***** Supplied information

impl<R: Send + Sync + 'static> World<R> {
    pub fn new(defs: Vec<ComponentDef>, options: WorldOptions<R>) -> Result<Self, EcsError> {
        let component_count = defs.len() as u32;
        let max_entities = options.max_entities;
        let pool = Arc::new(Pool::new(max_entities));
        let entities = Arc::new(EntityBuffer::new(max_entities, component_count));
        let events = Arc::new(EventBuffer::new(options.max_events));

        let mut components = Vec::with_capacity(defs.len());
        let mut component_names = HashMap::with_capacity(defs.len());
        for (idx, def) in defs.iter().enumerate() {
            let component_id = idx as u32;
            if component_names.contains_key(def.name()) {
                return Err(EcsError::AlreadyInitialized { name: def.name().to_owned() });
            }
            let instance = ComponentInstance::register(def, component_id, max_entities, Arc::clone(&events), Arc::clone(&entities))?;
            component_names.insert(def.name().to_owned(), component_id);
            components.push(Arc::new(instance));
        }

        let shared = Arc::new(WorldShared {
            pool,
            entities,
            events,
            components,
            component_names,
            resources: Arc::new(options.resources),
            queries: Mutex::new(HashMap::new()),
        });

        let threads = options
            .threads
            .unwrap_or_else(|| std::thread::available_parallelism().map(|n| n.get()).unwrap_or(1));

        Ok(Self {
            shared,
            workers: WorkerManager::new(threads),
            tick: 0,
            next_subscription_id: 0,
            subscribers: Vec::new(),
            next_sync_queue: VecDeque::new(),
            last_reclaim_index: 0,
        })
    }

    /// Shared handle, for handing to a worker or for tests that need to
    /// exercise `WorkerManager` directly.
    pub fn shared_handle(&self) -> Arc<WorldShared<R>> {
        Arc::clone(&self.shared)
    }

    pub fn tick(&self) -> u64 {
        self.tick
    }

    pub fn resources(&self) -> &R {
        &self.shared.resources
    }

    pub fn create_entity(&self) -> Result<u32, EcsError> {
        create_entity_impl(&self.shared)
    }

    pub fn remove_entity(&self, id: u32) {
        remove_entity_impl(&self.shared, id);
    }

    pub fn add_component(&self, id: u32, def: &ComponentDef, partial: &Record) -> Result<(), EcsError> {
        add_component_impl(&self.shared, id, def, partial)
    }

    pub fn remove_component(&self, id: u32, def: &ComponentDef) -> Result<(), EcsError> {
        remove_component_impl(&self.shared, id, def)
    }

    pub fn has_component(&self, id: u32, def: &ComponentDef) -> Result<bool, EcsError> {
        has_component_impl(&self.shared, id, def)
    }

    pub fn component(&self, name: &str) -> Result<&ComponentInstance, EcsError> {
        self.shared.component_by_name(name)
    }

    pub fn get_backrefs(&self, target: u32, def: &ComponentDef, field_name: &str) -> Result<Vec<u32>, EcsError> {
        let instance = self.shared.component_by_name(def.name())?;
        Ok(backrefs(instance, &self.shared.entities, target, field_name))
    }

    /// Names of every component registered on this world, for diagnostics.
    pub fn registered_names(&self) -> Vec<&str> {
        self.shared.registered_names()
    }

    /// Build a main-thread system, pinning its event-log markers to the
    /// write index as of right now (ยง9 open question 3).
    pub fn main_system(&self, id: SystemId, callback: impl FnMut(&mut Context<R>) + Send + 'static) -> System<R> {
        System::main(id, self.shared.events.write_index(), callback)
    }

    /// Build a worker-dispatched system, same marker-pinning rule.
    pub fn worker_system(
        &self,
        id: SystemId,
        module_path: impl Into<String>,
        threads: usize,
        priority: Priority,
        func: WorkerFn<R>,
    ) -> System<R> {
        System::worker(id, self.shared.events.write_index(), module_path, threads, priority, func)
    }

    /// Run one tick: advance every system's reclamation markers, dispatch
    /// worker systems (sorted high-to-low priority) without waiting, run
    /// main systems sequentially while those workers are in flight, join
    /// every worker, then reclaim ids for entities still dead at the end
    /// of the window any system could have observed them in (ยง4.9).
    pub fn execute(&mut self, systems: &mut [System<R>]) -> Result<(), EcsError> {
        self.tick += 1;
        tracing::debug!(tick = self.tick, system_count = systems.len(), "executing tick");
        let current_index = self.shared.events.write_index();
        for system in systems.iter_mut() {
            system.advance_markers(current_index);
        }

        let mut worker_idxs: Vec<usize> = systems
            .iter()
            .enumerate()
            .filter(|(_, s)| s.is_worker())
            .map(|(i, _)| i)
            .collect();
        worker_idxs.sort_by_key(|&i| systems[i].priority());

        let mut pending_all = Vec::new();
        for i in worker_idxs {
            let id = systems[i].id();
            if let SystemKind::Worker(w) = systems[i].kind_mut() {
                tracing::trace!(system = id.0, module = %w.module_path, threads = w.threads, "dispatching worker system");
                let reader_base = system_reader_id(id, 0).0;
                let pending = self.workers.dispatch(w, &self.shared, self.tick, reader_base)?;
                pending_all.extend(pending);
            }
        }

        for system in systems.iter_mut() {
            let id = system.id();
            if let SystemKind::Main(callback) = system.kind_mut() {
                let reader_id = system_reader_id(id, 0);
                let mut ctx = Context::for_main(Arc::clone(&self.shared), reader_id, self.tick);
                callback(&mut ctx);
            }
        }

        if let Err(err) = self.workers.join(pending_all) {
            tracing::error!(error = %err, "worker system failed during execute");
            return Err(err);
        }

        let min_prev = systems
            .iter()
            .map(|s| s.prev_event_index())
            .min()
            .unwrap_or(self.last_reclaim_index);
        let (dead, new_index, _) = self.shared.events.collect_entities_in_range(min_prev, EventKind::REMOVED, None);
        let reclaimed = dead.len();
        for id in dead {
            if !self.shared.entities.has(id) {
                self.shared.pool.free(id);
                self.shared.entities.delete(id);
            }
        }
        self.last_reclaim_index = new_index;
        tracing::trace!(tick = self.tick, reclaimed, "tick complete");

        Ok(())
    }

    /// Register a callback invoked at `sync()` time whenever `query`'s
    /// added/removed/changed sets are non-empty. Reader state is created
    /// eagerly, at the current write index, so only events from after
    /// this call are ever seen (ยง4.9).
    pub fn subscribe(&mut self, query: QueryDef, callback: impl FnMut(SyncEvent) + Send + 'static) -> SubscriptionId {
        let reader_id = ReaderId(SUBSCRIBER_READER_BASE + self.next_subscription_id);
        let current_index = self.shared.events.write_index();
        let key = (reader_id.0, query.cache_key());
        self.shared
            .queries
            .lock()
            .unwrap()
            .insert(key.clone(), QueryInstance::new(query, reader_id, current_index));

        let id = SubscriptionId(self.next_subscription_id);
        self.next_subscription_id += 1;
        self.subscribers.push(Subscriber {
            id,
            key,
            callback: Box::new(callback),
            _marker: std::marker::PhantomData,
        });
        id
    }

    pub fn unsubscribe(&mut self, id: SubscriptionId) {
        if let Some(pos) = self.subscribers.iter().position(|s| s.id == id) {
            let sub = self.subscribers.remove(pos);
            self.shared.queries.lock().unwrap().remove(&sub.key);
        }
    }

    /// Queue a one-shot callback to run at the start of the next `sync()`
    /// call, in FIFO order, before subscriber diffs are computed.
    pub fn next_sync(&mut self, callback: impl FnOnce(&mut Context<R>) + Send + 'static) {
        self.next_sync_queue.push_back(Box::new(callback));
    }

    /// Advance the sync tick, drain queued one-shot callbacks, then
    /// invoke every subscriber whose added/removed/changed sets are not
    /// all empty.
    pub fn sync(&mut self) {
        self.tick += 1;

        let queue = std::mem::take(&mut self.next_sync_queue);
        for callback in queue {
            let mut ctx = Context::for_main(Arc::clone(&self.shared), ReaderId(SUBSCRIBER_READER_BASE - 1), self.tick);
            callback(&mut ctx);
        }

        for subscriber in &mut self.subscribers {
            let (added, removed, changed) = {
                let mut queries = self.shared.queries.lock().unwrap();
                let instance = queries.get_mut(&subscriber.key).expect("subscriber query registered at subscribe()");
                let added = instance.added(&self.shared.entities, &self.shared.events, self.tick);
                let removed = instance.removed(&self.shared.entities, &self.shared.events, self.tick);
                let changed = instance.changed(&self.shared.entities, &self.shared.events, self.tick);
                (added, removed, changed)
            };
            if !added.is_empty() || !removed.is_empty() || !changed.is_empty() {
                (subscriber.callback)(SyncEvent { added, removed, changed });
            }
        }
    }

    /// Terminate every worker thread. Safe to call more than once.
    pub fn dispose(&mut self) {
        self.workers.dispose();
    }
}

**********
***** Supplied information

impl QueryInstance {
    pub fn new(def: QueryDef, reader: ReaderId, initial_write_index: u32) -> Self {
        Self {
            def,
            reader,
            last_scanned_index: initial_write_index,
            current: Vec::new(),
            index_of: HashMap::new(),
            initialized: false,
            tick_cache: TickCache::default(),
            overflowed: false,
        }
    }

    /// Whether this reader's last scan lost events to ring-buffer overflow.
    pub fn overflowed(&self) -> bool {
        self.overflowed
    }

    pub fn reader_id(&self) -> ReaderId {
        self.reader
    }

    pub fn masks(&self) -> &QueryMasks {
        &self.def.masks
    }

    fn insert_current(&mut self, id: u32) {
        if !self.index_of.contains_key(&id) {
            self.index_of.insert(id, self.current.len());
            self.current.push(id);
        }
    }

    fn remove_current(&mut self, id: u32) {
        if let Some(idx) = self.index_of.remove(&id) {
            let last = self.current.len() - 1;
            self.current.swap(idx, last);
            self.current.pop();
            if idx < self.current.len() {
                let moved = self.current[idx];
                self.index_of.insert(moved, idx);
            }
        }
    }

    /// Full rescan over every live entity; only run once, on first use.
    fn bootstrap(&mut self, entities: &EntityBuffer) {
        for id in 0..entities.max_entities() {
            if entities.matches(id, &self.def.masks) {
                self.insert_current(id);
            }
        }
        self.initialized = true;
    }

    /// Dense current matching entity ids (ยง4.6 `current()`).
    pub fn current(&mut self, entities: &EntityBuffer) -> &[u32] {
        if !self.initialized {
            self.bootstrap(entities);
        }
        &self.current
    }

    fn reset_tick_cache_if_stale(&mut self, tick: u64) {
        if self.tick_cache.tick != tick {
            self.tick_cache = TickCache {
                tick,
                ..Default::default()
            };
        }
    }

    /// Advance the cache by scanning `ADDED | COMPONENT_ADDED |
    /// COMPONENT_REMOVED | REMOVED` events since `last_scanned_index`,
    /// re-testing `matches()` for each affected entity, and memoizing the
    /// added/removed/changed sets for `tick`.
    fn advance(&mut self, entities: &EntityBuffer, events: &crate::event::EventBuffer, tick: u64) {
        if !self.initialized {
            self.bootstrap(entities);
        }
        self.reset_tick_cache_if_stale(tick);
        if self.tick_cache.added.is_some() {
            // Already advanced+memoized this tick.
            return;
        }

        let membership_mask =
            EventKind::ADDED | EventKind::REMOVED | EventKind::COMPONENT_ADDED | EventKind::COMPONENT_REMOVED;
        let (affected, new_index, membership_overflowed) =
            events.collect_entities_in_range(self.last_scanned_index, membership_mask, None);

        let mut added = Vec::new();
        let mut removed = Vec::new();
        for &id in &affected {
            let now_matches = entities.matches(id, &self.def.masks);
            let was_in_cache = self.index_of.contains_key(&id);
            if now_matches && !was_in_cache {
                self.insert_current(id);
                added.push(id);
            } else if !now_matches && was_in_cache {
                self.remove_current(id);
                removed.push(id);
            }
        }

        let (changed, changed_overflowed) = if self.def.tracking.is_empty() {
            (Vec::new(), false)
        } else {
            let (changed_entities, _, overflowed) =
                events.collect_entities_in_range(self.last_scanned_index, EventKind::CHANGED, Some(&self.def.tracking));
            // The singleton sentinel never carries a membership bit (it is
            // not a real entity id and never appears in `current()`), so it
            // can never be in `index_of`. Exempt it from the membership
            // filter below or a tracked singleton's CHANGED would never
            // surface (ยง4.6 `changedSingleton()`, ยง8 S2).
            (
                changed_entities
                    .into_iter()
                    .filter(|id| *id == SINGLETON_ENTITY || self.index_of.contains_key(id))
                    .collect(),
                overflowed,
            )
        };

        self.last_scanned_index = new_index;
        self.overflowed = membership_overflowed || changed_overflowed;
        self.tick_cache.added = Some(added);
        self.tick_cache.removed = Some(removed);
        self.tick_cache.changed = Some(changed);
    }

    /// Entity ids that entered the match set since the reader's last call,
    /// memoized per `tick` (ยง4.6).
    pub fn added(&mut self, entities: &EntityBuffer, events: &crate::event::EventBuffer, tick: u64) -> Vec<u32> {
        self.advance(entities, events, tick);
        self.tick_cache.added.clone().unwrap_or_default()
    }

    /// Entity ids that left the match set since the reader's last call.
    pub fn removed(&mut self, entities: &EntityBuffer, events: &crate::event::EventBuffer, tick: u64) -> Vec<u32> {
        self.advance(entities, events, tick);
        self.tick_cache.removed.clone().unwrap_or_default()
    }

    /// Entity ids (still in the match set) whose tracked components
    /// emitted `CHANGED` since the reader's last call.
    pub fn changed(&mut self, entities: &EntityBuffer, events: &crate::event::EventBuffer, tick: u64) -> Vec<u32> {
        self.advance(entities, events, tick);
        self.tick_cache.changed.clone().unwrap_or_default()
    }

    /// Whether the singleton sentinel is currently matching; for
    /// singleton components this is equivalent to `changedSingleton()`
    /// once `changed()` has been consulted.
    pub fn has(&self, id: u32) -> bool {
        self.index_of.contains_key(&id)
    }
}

**********

● **Exercise prompt**: Where a line of the data holds "only", show that line.

● **Your response**:
    /// eagerly, at the current write index, so only events from after
    /// Full rescan over every live entity; only run once, on first use.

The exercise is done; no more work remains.